- [WHAT YOU HAVE TO DO]: The expected output is the exact lines from the one containing "assert_eq!(backoff.next_delay(), Duration::from_secs(4));" through the end of the data, inclusive, and nothing else.
== INPUT DATA ==
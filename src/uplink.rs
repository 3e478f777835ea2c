//! One-shot report exchange with the ingestion server

use crate::config::NodeConfig;
use crate::transport::TransportConnector;
use airsense_shared::{codec, protocol, Measurements};
use anyhow::{anyhow, bail, Result};
use std::time::Duration;
use tokio::io::{AsyncReadExt, AsyncWriteExt};
use tokio::time::timeout;
use tracing::{debug, warn};

/// What the server said after a report
#[derive(Debug, Clone, Copy, PartialEq, Eq)]
pub enum Ack {
    /// Server closed without a status byte
    Closed,
    /// Server reported the payload as stored
    Accepted,
    /// Server reported the payload as malformed
    Rejected,
}

/// Sends readings to the server over a pluggable transport
pub struct Uplink<C> {
    connector: C,
    device_id: String,
    ip: String,
    settle_delay: Duration,
    response_timeout: Duration,
}

impl<C: TransportConnector> Uplink<C> {
    pub fn new(connector: C, config: &NodeConfig) -> Self {
        Self {
            connector,
            device_id: config.device_id.clone(),
            ip: config.ip.clone(),
            settle_delay: config.settle_delay,
            response_timeout: config.response_timeout,
        }
    }

    pub fn transport_name(&self) -> &'static str {
        self.connector.name()
    }

    /// Run one full exchange: connect, await greeting, settle, send, await close
    pub async fn report(&self, measurements: &Measurements) -> Result<Ack> {
        let payload = codec::encode_payload(&self.device_id, &self.ip, measurements)?;

        let mut stream = self.connector.connect().await?;

        let mut greeting = [0u8; 1];
        timeout(self.response_timeout, stream.read_exact(&mut greeting))
            .await
            .map_err(|_| anyhow!("No greeting within {:?}", self.response_timeout))??;
        if greeting[0] != protocol::GREETING {
            bail!("Unexpected greeting byte 0x{:02x}", greeting[0]);
        }

        tokio::time::sleep(self.settle_delay).await;
        stream.write_all(&payload).await?;
        stream.flush().await?;
        debug!("Sent {} byte report as {}", payload.len(), self.device_id);

        let mut reply = Vec::new();
        timeout(self.response_timeout, stream.read_to_end(&mut reply))
            .await
            .map_err(|_| anyhow!("Server did not close within {:?}", self.response_timeout))??;

        if let Err(e) = stream.shutdown().await {
            debug!("Shutdown after report failed: {}", e);
        }

        match reply.first() {
            None => Ok(Ack::Closed),
            Some(&protocol::STATUS_ACCEPTED) => Ok(Ack::Accepted),
            Some(&protocol::STATUS_REJECTED) => Ok(Ack::Rejected),
            Some(other) => {
                warn!("Unknown status byte 0x{:02x}", other);
                Ok(Ack::Closed)
            }
        }
    }
}

/// Exponential backoff between failed exchanges
#[derive(Debug)]
pub struct Backoff {
    initial: Duration,
    max: Duration,
    current: Duration,
}

impl Backoff {
    pub fn new(initial: Duration, max: Duration) -> Self {
        Self {
            initial,
            max,
            current: initial,
        }
    }

    /// Delay to wait now; doubles the next one up to the cap
    pub fn next_delay(&mut self) -> Duration {
        let delay = self.current;
        self.current = std::cmp::min(self.current * 2, self.max);
        delay
    }

    pub fn reset(&mut self) {
        self.current = self.initial;
    }
}

#[cfg(test)]
mod tests {
    use super::*;
    use crate::transport::TcpConnector;
    use tokio::io::{duplex, DuplexStream};
    use tokio::net::TcpListener;

    fn config() -> NodeConfig {
        NodeConfig {
            device_id: "ESP32-Sensor9".into(),
            ip: "10.0.0.9".into(),
            settle_delay: Duration::from_millis(10),
            connect_timeout: Duration::from_secs(1),
            response_timeout: Duration::from_millis(500),
            ..NodeConfig::default()
        }
    }

    fn tcp(addr: String) -> TcpConnector {
        TcpConnector::new(addr, Duration::from_secs(1))
    }

    /// Hands out one end of an in-memory pipe; the other end plays the server
    struct PipeConnector {
        client: std::sync::Mutex<Option<DuplexStream>>,
    }

    impl PipeConnector {
        fn new() -> (Self, DuplexStream) {
            let (client, server) = duplex(1024);
            let connector = Self {
                client: std::sync::Mutex::new(Some(client)),
            };
            (connector, server)
        }
    }

    #[async_trait::async_trait]
    impl TransportConnector for PipeConnector {
        type Stream = DuplexStream;

        async fn connect(&self) -> Result<DuplexStream> {
            self.client
                .lock()
                .unwrap()
                .take()
                .ok_or_else(|| anyhow!("pipe already used"))
        }

        fn name(&self) -> &'static str {
            "pipe"
        }
    }

    fn measurements() -> Measurements {
        Measurements {
            lux: 250.0,
            nh3: 9.5,
            hs: 120.0,
            h: 70.0,
            t: 24.5,
        }
    }

    /// Minimal server: greet, read one payload, optionally answer, close
    async fn fake_server(
        greeting: u8,
        status: Option<u8>,
    ) -> (String, tokio::task::JoinHandle<Vec<u8>>) {
        let listener = TcpListener::bind("127.0.0.1:0").await.unwrap();
        let addr = listener.local_addr().unwrap().to_string();

        let handle = tokio::spawn(async move {
            let (mut socket, _) = listener.accept().await.unwrap();
            socket.write_all(&[greeting]).await.unwrap();

            let mut buf = vec![0u8; 1024];
            let n = socket.read(&mut buf).await.unwrap();
            buf.truncate(n);

            if let Some(status) = status {
                socket.write_all(&[status]).await.unwrap();
            }
            buf
        });

        (addr, handle)
    }

    #[tokio::test]
    async fn test_report_sends_wire_payload() {
        let (addr, server) = fake_server(protocol::GREETING, None).await;
        let uplink = Uplink::new(tcp(addr), &config());

        let ack = uplink.report(&measurements()).await.unwrap();
        assert_eq!(ack, Ack::Closed);

        let received = server.await.unwrap();
        let reading = codec::decode(&received).unwrap();
        assert_eq!(reading.device, "ESP32-Sensor9");
        assert_eq!(reading.ip, "10.0.0.9");
        assert_eq!(reading.measurements, measurements());
    }

    #[tokio::test]
    async fn test_report_reads_status_byte() {
        let (addr, _server) =
            fake_server(protocol::GREETING, Some(protocol::STATUS_REJECTED)).await;
        let uplink = Uplink::new(tcp(addr), &config());

        assert_eq!(uplink.report(&measurements()).await.unwrap(), Ack::Rejected);
    }

    #[tokio::test]
    async fn test_wrong_greeting_fails() {
        let (addr, _server) = fake_server(b'z', None).await;
        let uplink = Uplink::new(tcp(addr), &config());

        let err = uplink.report(&measurements()).await.unwrap_err();
        assert!(err.to_string().contains("greeting"));
    }

    #[tokio::test]
    async fn test_silent_server_times_out() {
        let listener = TcpListener::bind("127.0.0.1:0").await.unwrap();
        let addr = listener.local_addr().unwrap().to_string();
        let _hold = tokio::spawn(async move {
            let (socket, _) = listener.accept().await.unwrap();
            tokio::time::sleep(Duration::from_secs(5)).await;
            drop(socket);
        });

        let uplink = Uplink::new(tcp(addr), &config());
        let err = uplink.report(&measurements()).await.unwrap_err();
        assert!(err.to_string().contains("No greeting"));
    }

    #[tokio::test]
    async fn test_report_reaches_ingestion_server() {
        use airsense_server::config::ProtocolConfig;
        use airsense_server::persist::{Delivery, NullSink};
        use airsense_server::{Listener, ReadingsStore, SessionContext};
        use std::sync::Arc;

        let store = Arc::new(ReadingsStore::new());
        let ctx = Arc::new(SessionContext {
            store: store.clone(),
            delivery: Delivery::new(Arc::new(NullSink), Duration::from_secs(1)),
            protocol: ProtocolConfig {
                settle_delay_ms: 5,
                receive_timeout_ms: 1_000,
                report_outcome: true,
            },
        });
        let listener = Listener::bind("127.0.0.1:0", 8, ctx).await.unwrap();
        let addr = listener.local_addr().unwrap().to_string();
        tokio::spawn(listener.run());

        let uplink = Uplink::new(tcp(addr), &config());
        assert_eq!(uplink.report(&measurements()).await.unwrap(), Ack::Accepted);

        let stored = store.latest("ESP32-Sensor9").await.expect("reading not stored");
        assert_eq!(stored.measurements, measurements());
    }

    #[tokio::test]
    async fn test_report_over_any_transport() {
        let (connector, mut server) = PipeConnector::new();
        let uplink = Uplink::new(connector, &config());
        assert_eq!(uplink.transport_name(), "pipe");

        let sensor = tokio::spawn(async move { uplink.report(&measurements()).await });

        server.write_all(&[protocol::GREETING]).await.unwrap();
        let mut buf = vec![0u8; 1024];
        let n = server.read(&mut buf).await.unwrap();
        let reading = codec::decode(&buf[..n]).unwrap();
        assert_eq!(reading.device, "ESP32-Sensor9");

        server.write_all(&[protocol::STATUS_ACCEPTED]).await.unwrap();
        drop(server);

        assert_eq!(sensor.await.unwrap().unwrap(), Ack::Accepted);
    }

    #[test]
    fn test_backoff_doubles_to_cap() {
        let mut backoff = Backoff::new(Duration::from_secs(1), Duration::from_secs(5));
        assert_eq!(backoff.next_delay(), Duration::from_secs(1));
        assert_eq!(backoff.next_delay(), Duration::from_secs(2));
        assert_eq!(backoff.next_delay(), Duration::from_secs(4));
        assert_eq!(backoff.next_delay(), Duration::from_secs(5));
        assert_eq!(backoff.next_delay(), Duration::from_secs(5));

        backoff.reset();
        assert_eq!(backoff.next_delay(), Duration::from_secs(1));
    }
}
===
- [WORKED SOLUTION]:
        assert_eq!(backoff.next_delay(), Duration::from_secs(4));
        assert_eq!(backoff.next_delay(), Duration::from_secs(5));
        assert_eq!(backoff.next_delay(), Duration::from_secs(5));

        backoff.reset();
        assert_eq!(backoff.next_delay(), Duration::from_secs(1));
    }
}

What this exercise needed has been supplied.